● **Records for this task**
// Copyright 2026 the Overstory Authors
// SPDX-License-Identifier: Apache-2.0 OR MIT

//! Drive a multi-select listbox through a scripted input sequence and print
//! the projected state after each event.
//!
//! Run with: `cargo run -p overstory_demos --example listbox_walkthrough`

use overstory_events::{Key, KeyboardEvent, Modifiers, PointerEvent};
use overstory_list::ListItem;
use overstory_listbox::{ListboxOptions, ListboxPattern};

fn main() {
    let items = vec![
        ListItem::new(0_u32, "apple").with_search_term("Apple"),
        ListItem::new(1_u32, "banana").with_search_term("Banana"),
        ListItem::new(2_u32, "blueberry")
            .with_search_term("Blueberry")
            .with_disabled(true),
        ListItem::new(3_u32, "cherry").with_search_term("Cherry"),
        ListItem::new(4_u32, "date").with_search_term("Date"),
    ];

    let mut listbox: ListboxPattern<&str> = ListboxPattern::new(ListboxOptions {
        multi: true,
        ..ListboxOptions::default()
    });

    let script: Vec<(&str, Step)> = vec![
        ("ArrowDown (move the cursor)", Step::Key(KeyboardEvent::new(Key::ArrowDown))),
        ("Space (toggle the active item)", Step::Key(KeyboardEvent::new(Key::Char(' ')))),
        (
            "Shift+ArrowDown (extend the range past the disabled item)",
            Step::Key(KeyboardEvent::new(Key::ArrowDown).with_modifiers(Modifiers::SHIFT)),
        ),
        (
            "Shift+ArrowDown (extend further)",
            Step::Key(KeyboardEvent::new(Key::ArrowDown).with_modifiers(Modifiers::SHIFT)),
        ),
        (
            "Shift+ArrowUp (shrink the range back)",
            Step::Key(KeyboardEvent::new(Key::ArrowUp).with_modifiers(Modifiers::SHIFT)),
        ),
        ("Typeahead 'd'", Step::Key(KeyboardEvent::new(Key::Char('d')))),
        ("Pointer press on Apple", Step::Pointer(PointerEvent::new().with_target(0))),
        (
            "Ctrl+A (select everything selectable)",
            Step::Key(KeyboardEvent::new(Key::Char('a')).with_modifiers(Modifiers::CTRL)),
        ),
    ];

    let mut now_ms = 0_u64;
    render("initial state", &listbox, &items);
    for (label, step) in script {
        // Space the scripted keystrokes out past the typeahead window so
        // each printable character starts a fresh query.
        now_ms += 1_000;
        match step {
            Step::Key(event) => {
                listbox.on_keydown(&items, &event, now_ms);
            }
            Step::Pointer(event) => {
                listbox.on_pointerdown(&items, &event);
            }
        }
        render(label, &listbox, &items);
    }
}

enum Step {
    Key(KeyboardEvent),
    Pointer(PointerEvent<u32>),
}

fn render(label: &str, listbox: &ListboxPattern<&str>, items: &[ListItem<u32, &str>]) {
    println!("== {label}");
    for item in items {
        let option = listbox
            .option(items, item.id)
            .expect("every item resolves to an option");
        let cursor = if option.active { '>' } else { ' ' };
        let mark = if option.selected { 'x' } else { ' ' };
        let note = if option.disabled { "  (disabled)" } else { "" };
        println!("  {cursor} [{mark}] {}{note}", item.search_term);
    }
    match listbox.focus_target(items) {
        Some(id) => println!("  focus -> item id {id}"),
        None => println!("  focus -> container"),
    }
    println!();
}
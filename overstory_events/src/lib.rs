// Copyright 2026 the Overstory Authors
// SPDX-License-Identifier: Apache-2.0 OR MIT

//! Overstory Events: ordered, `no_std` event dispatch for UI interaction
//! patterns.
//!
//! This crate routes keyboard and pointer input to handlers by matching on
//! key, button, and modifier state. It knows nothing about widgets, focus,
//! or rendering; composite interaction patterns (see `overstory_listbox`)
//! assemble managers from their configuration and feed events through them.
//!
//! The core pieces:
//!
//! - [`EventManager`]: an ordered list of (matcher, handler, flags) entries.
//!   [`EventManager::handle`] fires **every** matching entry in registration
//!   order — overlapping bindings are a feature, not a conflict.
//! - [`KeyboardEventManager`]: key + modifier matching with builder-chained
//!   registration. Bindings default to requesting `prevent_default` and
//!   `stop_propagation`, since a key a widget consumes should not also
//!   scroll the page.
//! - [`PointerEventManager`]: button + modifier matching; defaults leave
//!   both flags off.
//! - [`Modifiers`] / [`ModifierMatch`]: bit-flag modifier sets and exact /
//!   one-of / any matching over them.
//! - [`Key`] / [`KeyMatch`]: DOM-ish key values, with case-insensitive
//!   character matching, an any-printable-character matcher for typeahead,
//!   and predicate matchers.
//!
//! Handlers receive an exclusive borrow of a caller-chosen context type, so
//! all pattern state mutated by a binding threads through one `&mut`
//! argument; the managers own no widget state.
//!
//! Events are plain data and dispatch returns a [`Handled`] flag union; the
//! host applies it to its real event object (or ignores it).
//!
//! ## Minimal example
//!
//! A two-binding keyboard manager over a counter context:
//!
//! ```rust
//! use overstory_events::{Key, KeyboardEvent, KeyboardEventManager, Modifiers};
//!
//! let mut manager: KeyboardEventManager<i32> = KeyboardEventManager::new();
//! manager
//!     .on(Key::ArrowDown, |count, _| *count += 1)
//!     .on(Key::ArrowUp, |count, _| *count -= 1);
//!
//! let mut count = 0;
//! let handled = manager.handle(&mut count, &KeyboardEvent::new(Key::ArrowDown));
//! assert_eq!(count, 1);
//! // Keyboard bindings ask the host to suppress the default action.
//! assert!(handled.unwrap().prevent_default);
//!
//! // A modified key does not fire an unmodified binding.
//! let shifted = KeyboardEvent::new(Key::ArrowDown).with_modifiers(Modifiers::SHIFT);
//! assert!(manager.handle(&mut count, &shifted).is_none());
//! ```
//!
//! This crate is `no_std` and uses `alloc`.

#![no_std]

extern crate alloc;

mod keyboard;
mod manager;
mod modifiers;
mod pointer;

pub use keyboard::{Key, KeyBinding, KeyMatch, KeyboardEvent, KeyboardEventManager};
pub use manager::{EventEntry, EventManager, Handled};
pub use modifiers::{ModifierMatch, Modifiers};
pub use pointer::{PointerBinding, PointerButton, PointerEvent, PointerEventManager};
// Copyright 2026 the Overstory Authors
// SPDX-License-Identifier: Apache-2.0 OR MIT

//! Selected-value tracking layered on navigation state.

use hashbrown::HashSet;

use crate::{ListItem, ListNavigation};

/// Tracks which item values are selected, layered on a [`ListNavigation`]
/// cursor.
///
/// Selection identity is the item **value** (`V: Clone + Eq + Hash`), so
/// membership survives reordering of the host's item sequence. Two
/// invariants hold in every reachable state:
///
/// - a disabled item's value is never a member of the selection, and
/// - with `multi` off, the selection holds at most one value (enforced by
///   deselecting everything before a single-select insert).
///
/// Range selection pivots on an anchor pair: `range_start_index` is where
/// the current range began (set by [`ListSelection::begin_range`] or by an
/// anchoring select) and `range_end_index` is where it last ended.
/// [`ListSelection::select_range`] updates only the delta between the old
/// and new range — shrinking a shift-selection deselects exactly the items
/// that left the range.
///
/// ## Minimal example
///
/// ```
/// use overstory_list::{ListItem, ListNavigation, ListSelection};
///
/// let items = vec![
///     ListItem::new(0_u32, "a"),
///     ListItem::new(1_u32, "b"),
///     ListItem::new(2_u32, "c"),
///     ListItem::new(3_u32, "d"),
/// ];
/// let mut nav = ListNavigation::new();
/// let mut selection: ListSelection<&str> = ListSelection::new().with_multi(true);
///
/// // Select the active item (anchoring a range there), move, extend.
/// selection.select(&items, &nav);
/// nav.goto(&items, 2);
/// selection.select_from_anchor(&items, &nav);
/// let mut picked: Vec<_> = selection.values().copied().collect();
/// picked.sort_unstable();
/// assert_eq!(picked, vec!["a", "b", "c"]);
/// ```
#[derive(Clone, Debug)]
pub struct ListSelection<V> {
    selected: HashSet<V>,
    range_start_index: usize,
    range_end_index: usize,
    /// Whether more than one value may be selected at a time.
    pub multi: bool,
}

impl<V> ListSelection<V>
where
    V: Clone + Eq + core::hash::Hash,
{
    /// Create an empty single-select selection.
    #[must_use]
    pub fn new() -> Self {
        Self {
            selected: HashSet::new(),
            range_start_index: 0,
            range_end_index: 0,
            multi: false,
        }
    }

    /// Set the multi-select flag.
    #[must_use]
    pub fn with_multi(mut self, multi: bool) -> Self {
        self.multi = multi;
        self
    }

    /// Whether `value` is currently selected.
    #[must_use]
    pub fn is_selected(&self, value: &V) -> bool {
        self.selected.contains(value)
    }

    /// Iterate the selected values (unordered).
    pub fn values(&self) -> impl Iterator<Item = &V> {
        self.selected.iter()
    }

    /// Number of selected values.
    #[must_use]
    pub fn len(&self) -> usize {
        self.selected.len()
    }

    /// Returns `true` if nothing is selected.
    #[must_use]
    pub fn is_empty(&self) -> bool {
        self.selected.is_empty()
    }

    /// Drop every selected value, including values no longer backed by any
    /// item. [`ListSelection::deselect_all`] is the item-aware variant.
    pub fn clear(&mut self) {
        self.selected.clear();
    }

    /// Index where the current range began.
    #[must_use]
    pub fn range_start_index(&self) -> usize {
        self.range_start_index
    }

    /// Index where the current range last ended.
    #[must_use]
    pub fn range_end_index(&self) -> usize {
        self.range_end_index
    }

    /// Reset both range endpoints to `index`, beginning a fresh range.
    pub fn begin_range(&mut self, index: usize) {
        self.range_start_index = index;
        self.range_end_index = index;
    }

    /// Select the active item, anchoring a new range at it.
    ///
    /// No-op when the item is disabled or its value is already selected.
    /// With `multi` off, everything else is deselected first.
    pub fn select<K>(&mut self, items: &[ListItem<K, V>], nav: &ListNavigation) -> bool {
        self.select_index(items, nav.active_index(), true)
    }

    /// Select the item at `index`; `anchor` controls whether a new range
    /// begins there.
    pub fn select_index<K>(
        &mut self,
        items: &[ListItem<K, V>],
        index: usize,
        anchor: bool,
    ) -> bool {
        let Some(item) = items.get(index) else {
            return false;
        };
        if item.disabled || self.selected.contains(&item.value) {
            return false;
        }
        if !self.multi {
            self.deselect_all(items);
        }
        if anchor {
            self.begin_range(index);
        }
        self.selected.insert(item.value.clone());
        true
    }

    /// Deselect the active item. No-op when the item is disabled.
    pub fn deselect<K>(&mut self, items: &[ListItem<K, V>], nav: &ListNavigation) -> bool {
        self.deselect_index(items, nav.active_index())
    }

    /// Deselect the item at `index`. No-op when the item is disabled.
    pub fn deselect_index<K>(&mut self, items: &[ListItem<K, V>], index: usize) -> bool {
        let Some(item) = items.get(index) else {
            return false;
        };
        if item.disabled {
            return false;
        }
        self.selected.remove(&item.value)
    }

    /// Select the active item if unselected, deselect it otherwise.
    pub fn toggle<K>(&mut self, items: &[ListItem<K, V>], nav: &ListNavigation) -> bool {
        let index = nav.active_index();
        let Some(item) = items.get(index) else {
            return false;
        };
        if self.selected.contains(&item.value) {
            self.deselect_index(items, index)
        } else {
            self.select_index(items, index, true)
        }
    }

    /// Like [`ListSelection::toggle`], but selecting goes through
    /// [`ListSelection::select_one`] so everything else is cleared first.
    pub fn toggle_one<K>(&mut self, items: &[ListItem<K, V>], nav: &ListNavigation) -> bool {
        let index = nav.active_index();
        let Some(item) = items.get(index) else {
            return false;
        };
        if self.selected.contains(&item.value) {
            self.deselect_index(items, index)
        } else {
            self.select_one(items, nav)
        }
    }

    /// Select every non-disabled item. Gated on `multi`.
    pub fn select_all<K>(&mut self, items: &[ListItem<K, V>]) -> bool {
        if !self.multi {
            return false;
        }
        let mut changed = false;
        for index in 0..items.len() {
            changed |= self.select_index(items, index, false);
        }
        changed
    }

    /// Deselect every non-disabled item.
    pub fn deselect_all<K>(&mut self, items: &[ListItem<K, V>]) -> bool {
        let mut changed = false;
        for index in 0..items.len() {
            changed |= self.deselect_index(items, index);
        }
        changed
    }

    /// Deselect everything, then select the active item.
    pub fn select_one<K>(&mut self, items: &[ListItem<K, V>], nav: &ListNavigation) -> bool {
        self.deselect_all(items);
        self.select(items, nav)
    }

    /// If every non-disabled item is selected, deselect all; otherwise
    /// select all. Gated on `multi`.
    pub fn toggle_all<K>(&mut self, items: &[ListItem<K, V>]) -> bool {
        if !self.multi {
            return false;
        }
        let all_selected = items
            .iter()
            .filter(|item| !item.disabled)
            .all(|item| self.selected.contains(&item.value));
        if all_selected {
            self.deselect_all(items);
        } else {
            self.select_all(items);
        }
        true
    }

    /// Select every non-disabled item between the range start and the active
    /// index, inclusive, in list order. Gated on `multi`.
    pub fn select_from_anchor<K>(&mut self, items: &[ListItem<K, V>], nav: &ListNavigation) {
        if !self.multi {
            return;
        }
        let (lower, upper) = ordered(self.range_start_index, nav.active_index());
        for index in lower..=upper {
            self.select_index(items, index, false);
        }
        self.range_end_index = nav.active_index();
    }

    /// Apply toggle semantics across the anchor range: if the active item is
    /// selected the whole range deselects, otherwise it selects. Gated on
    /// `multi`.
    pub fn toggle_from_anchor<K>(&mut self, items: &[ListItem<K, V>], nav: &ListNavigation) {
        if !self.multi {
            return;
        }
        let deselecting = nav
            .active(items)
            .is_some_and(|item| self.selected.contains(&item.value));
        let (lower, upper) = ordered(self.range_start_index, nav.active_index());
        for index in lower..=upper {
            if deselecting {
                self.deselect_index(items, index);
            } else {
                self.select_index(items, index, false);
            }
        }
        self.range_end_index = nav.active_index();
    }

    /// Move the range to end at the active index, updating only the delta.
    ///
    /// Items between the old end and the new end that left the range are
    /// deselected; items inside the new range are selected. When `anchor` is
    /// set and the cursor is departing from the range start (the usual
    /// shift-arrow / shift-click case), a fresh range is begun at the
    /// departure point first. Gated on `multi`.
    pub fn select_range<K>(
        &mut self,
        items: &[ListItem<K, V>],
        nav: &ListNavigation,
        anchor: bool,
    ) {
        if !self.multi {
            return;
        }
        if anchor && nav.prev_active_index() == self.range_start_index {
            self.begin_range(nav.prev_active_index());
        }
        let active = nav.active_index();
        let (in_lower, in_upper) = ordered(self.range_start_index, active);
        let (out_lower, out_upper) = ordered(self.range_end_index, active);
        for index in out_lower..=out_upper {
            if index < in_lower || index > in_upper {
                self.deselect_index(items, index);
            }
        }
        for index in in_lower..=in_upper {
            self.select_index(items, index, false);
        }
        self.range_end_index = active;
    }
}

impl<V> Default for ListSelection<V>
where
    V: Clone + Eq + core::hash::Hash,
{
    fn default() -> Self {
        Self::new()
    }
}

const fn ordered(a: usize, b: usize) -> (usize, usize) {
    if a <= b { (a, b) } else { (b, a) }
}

● **What is being asked**
Find and copy each line of the material that holds the word "crate".

● **Problem solution**
//! This crate routes keyboard and pointer input to handlers by matching on
//! This crate is `no_std` and uses `alloc`.
extern crate alloc;
use crate::{ListItem, ListNavigation};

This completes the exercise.